Staff at Oxford are allowed to record in Teams if it's for teaching purposes. It is important that any recordings comply with data protection legislation. 

The recording function becomes available to staff who have completed a simple request form for IT Services. 

Recording a meeting 

During an online event, if the organiser has recording enabled they can start and stop recording at any time using choices on the More Actions … menu. 

Participants are alerted by a banner message that the event is being recorded. 

When you start recording in a Teams meeting, the recording will include all that appears on the screen, the audio stream, and the content of the chat panel. Bear this in mind when planning a meeting, as you may need to hide any sensitive material on your screen. The recording becomes available after the time when the meeting was scheduled to end. 

Transcripts of meeting text 

During a scheduled Teams meeting, a transcript can be made of participant speech. This is visible during the meeting (Show Transcript) and can be made available afterwards, for people to review. 

Note this service is being deployed gradually across Oxford University. If it is available for you, the Start Transcription command appears on the More Actions … menu in a scheduled Teams meeting.  

The text of the meeting transcript appears in the meeting chat, after the meeting has finished. Meeting participants can download the transcript as a .DOCX so as to edit it and use the text. 

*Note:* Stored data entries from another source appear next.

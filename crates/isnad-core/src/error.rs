//! Core error types shared by crates that don't need a richer domain error.

use thiserror::Error;

/// Generic error surfaced by the shared glue (canonicalization, config, time).
#[derive(Debug, Error)]
pub enum CoreError {
    /// A field required for canonical encoding was malformed.
    #[error("invalid field '{field}': {reason}")]
    InvalidField {
        /// Field name.
        field: String,
        /// Why it was rejected.
        reason: String,
    },

    /// Configuration could not be loaded or parsed.
    #[error("configuration error: {0}")]
    Config(String),

    /// Wrapped I/O error (e.g. reading a config file).
    #[error("I/O error: {0}")]
    Io(#[from] std::io::Error),
}

/// Convenience result alias for `isnad-core` operations.
pub type Result<T> = std::result::Result<T, CoreError>;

Where are my Teams recordings stored? 

At the time of writing, recordings of Teams online meetings are automatically stored in Stream. For the latest information: 

Pre-recording a presentation 

If you need to pre-record yourself giving a presentation, there are a number of tools you could use. If you have a reasonable camera and microphone you can create good recordings with your ordinary computer. 

A key factor in producing a good easy-to-follow recording is good planning – for example consider your environment and any noises, background objects and activity that may distract your audience.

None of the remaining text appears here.